« On ne fait rien si on ne fait pas de bruit. Il faut être discuté, maltraité, soulevé par le bouillonnement des colères ennemies. »
– Émile Zola.[1]
Je fais rarement de billets sur l’actualité. Je préfère réfléchir après la bataille, quand l’émotivité est en baisse. Pas le meilleur moyen de faire du clic, je sais. Tant pis. Cependant il se trouve que depuis quelques temps je fais des lectures sur les mouvements sociaux et l’influence. J’ai noté quelques passages que j’avais envie de partager mais que je ne voyais pas encore comment rassembler. Je vois passer beaucoup de discours sur la radicalisation de l’activisme de gauche, sur les « social justice warrior » et les mouvements sociaux. L’article de Vanessa Destiné est l’une des contributions récentes les plus pertinentes à cet égard. Plusieurs de ces critiques ont percé à l’occasion de la polémique sur Släv. Or, si la critique est permise, voire espérée, je crois que les quelques notes que je prends ici aident à mettre à distance quelques facilités intellectuelles, habitudes de pensées et idées reçues sur les mouvements sociaux. Elles ne facilitent pas forcément la réflexion : elles aident plutôt à exiger davantage de soi. Commençons par une distinction utile proposée par Michel Wieviorka, un sociologue s’étant intéressé au racisme et aux mouvements sociaux. Disciple d’Alain Touraine, considéré par Noiriel comme un « intellectuel de gouvernement » de gauche[2], il n’a rien d’un radical, il adopte au contraire la posture du monsieur modéré. Voici un outil conceptuel qu’il propose pour l’analyse des mouvements sociaux :
Par ailleurs, un mouvement social possède toujours non pas une, mais deux faces, qui se présentent sous des modalités extrêmement variables d’une expérience à une autre ou, pour une même expérience, d’une période à une autre, voire d’une conjoncture à une autre. La face offensive du mouvement correspond à la capacité de l’acteur de définir un projet, une visée, une utopie, et à mettre en avant, en s’appuyant sur une identité forte, une conception alternative de la vie collective ; cette face est plus disposée à la négociation que la face défensive du mouvement, où l’acteur est d’abord soucieux de ne pas être détruit ou ravagé par la domination subie, et où il s’efforce de pouvoir exister, vivre, sauver sa peau, son intégrité morale et physique.[3]

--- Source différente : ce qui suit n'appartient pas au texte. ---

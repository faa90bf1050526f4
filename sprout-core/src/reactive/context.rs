//! Tracking Context
//!
//! The tracking context records which effect is currently executing so that
//! signal reads can be attributed to it.
//!
//! # Implementation
//!
//! Each runtime owns one stack of effect ids. Running an effect pushes its id
//! and returns a guard; dropping the guard pops it again. Nested execution
//! (an effect created or re-run from inside another effect's body) therefore
//! always restores the outer effect afterwards, and because the pop happens
//! in `Drop` it also runs while a panicking body unwinds.

use std::cell::RefCell;

use smallvec::SmallVec;

use super::EffectId;

/// Per-runtime stack of executing effects. The top entry is the active effect.
#[derive(Debug, Default)]
pub(crate) struct TrackingStack {
    stack: RefCell<SmallVec<[EffectId; 4]>>,
}

impl TrackingStack {
    pub(crate) fn new() -> Self {
        Self::default()
    }

    /// Make `effect` the active effect until the returned guard is dropped.
    pub(crate) fn enter(&self, effect: EffectId) -> TrackingScope<'_> {
        self.stack.borrow_mut().push(effect);
        TrackingScope {
            stack: self,
            effect,
        }
    }

    /// The effect whose body is currently running, if any.
    pub(crate) fn current(&self) -> Option<EffectId> {
        self.stack.borrow().last().copied()
    }

    /// Number of effect bodies currently on the call stack.
    pub(crate) fn depth(&self) -> usize {
        self.stack.borrow().len()
    }
}

/// Guard that pops the tracking stack when dropped.
pub(crate) struct TrackingScope<'a> {
    stack: &'a TrackingStack,
    effect: EffectId,
}

impl Drop for TrackingScope<'_> {
    fn drop(&mut self) {
        let popped = self.stack.stack.borrow_mut().pop();

        // Scopes are strictly nested, so the top must be ours.
        debug_assert_eq!(
            popped,
            Some(self.effect),
            "TrackingScope mismatch: expected {:?}, got {:?}",
            self.effect,
            popped
        );
    }
}

#[cfg(test)]
mod tests {
    use super::*;
    use std::panic::{self, AssertUnwindSafe};

    #[test]
    fn scope_sets_and_clears_current_effect() {
        let stack = TrackingStack::new();
        let id = EffectId::from_raw(1);

        assert!(stack.current().is_none());

        {
            let _scope = stack.enter(id);
            assert_eq!(stack.current(), Some(id));
            assert_eq!(stack.depth(), 1);
        }

        // Guard dropped, nothing active
        assert!(stack.current().is_none());
        assert_eq!(stack.depth(), 0);
    }

    #[test]
    fn nested_scopes_restore_outer_effect() {
        let stack = TrackingStack::new();
        let outer = EffectId::from_raw(1);
        let inner = EffectId::from_raw(2);

        {
            let _outer = stack.enter(outer);
            {
                let _inner = stack.enter(inner);
                assert_eq!(stack.current(), Some(inner));
                assert_eq!(stack.depth(), 2);
            }
            assert_eq!(stack.current(), Some(outer));
        }

        assert!(stack.current().is_none());
    }

    #[test]
    fn scope_is_released_during_unwinding() {
        let stack = TrackingStack::new();

        let result = panic::catch_unwind(AssertUnwindSafe(|| {
            let _scope = stack.enter(EffectId::from_raw(9));
            panic!("body failed");
        }));

        assert!(result.is_err());
        assert!(stack.current().is_none());
    }
}
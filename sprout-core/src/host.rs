//! Host Integration
//!
//! The boundary between the runtime and whatever displays its output. A host
//! supplies a [`Mount`] point; [`render`] creates one runtime, evaluates the
//! component inside it and appends the resulting root node.
//!
//! The returned [`Runtime`] owns every effect the component registered. The
//! host must keep it for as long as the mounted tree should stay reactive:
//! signals only hold a weak reference, so once the runtime is dropped every
//! later `get`/`set` on them panics.

use tracing::debug;

use crate::config::RuntimeConfig;
use crate::reactive::Runtime;

/// A place in the host's display tree that accepts child nodes.
pub trait Mount {
    /// The host's node type.
    type Node;

    /// Attach `node` as the last child of this mount point.
    fn append_child(&mut self, node: Self::Node);
}

/// Headless mount: children are collected in order.
impl<N> Mount for Vec<N> {
    type Node = N;

    fn append_child(&mut self, node: N) {
        self.push(node);
    }
}

/// Render `component` into `mount` with a fresh, default-configured runtime.
///
/// Keep the returned runtime alive for as long as the output should react.
///
/// # Example
///
/// ```rust
/// use sprout_core::render;
///
/// let mut root: Vec<String> = Vec::new();
/// let rt = render(|rt| format!("count: {}", rt.create_signal(0).get()), &mut root);
///
/// assert_eq!(root, vec!["count: 0".to_string()]);
/// assert_eq!(rt.signal_count(), 1);
/// ```
#[must_use = "dropping the runtime disables every effect the component registered"]
pub fn render<M, C>(component: C, mount: &mut M) -> Runtime
where
    M: Mount + ?Sized,
    C: FnOnce(&Runtime) -> M::Node,
{
    render_with_config(RuntimeConfig::default(), component, mount)
}

/// Render `component` into `mount` with a runtime built from `config`.
///
/// Keep the returned runtime alive for as long as the output should react.
#[must_use = "dropping the runtime disables every effect the component registered"]
pub fn render_with_config<M, C>(config: RuntimeConfig, component: C, mount: &mut M) -> Runtime
where
    M: Mount + ?Sized,
    C: FnOnce(&Runtime) -> M::Node,
{
    let runtime = Runtime::with_config(config);
    let root = component(&runtime);
    mount.append_child(root);

    debug!(
        runtime = %runtime.id(),
        signals = runtime.signal_count(),
        effects = runtime.effect_count(),
        "component mounted"
    );
    runtime
}

#[cfg(test)]
mod tests {
    use super::*;
    use std::cell::RefCell;
    use std::rc::Rc;

    use crate::config::SubscriptionPolicy;
    use crate::error::ReactiveError;
    use crate::reactive::Signal;

    #[test]
    fn render_creates_one_runtime_per_call() {
        let mut root: Vec<u32> = Vec::new();

        let rt1 = render(|_| 1, &mut root);
        let rt2 = render(|_| 2, &mut root);

        assert_eq!(root, vec![1, 2]);
        assert_ne!(rt1.id(), rt2.id());
    }

    #[test]
    fn component_runs_inside_its_runtime() {
        let mut root: Vec<Rc<RefCell<String>>> = Vec::new();

        let rt = render(
            |rt| {
                let count = rt.create_signal(0);
                let text = Rc::new(RefCell::new(String::new()));

                let (count_clone, text_clone) = (count.clone(), text.clone());
                rt.create_effect(move || {
                    *text_clone.borrow_mut() = format!("count: {}", count_clone.get());
                });
                text
            },
            &mut root,
        );

        assert_eq!(*root[0].borrow(), "count: 0");
        assert_eq!(rt.signal_count(), 1);
        assert_eq!(rt.effect_count(), 1);
    }

    #[test]
    fn dropped_runtime_disables_mounted_handlers() {
        let mut root: Vec<Signal<i32>> = Vec::new();

        let rt = render(|rt| rt.create_signal(0), &mut root);
        let count = root[0].clone();

        count.update(|c| c + 1);
        assert_eq!(count.get(), 1);

        let runtime_id = rt.id();
        drop(rt);
        assert_eq!(
            count.try_set(2),
            Err(ReactiveError::RuntimeDropped {
                signal: count.id(),
                runtime: runtime_id,
            })
        );
    }

    #[test]
    fn render_with_config_applies_policy() {
        let mut root: Vec<()> = Vec::new();
        let config =
            RuntimeConfig::default().with_subscription_policy(SubscriptionPolicy::ClearOnRerun);

        let rt = render_with_config(config, |_| (), &mut root);
        assert_eq!(rt.config().subscription_policy, SubscriptionPolicy::ClearOnRerun);
    }
}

Ce passage et les distinctions qu’il propose sont très intéressants pour éviter quelques simplifications abusives. Les critiques des mouvements sociaux radicaux insistent volontiers sur leur « agressivité » et leur volonté de transformer la société de fond en comble, sans traces de compromis. Ce faisant, il leur donne l’image d’un groupe menant une offensive généralisée. Pourtant, à lire Wieviorka, il semble plutôt que ces traits représentent, pour l’essentiel, la facette défensive du mouvement. J’ai pu parler à des activistes lucides sur leur propre radicalisation qui avancent les réactions agressives aux propos les plus modérés comme la cause principale de cette évolution. Webster s’en fait aussi l’écho lorsqu’il dit « La réaction des militants à SLĀV vient d’une accumulation. La plupart du temps, leurs arguments passent dans le beurre. » Volet défensif, donc, cherchant à préserver son intégrité morale en particulier et conscient de bénéficier de peu d’écoute.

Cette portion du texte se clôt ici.